__Activity__
Extract all of the entries and set them down verbatim.

__Recorded data__

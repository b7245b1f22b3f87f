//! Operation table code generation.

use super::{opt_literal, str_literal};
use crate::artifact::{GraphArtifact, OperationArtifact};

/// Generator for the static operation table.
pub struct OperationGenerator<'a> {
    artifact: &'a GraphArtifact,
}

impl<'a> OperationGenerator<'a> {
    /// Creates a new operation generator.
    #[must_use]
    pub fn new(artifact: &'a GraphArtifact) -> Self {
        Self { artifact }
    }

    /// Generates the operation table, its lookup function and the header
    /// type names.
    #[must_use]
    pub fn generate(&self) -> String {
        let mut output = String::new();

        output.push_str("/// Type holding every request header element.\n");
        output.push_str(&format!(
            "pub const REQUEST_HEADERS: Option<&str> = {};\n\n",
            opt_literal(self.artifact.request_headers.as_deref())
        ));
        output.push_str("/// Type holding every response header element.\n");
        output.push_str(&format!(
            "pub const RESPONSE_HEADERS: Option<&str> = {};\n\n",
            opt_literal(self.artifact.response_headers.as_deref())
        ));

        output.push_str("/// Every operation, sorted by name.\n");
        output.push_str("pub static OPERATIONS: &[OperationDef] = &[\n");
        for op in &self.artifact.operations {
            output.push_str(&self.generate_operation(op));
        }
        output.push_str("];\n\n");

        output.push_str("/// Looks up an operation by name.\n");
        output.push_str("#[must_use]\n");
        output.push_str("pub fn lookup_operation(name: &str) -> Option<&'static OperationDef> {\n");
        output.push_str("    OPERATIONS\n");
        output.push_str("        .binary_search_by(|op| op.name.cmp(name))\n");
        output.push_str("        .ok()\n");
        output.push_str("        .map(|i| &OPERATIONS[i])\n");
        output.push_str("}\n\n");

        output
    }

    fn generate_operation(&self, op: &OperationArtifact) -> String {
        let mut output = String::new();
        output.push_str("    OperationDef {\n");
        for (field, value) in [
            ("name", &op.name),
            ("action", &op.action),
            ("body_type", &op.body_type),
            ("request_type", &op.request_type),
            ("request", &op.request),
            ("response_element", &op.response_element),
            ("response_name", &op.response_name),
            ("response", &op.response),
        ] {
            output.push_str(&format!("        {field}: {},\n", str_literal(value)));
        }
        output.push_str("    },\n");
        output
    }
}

__Solution to the exercise__
repository b7245b1f22b3f87f
//! Operation table code generation.

use super::{opt_literal, str_literal};
use crate::artifact::{GraphArtifact, OperationArtifact};

/// Generator for the static operation table.
pub struct OperationGenerator<'a> {
    artifact: &'a GraphArtifact,
}

impl<'a> OperationGenerator<'a> {
    /// Creates a new operation generator.
    #[must_use]
    pub fn new(artifact: &'a GraphArtifact) -> Self {
        Self { artifact }
    }

    /// Generates the operation table, its lookup function and the header
    /// type names.
    #[must_use]
    pub fn generate(&self) -> String {
        let mut output = String::new();

        output.push_str("/// Type holding every request header element.\n");
        output.push_str(&format!(
            "pub const REQUEST_HEADERS: Option<&str> = {};\n\n",
            opt_literal(self.artifact.request_headers.as_deref())
        ));
        output.push_str("/// Type holding every response header element.\n");
        output.push_str(&format!(
            "pub const RESPONSE_HEADERS: Option<&str> = {};\n\n",
            opt_literal(self.artifact.response_headers.as_deref())
        ));

        output.push_str("/// Every operation, sorted by name.\n");
        output.push_str("pub static OPERATIONS: &[OperationDef] = &[\n");
        for op in &self.artifact.operations {
            output.push_str(&self.generate_operation(op));
        }
        output.push_str("];\n\n");

        output.push_str("/// Looks up an operation by name.\n");
        output.push_str("#[must_use]\n");
        output.push_str("pub fn lookup_operation(name: &str) -> Option<&'static OperationDef> {\n");
        output.push_str("    OPERATIONS\n");
        output.push_str("        .binary_search_by(|op| op.name.cmp(name))\n");
        output.push_str("        .ok()\n");
        output.push_str("        .map(|i| &OPERATIONS[i])\n");
        output.push_str("}\n\n");

        output
    }

    fn generate_operation(&self, op: &OperationArtifact) -> String {
        let mut output = String::new();
        output.push_str("    OperationDef {\n");
        for (field, value) in [
            ("name", &op.name),
            ("action", &op.action),
            ("body_type", &op.body_type),
            ("request_type", &op.request_type),
            ("request", &op.request),
            ("response_element", &op.response_element),
            ("response_name", &op.response_name),
            ("response", &op.response),
        ] {
            output.push_str(&format!("        {field}: {},\n", str_literal(value)));
        }
        output.push_str("    },\n");
        output
    }
}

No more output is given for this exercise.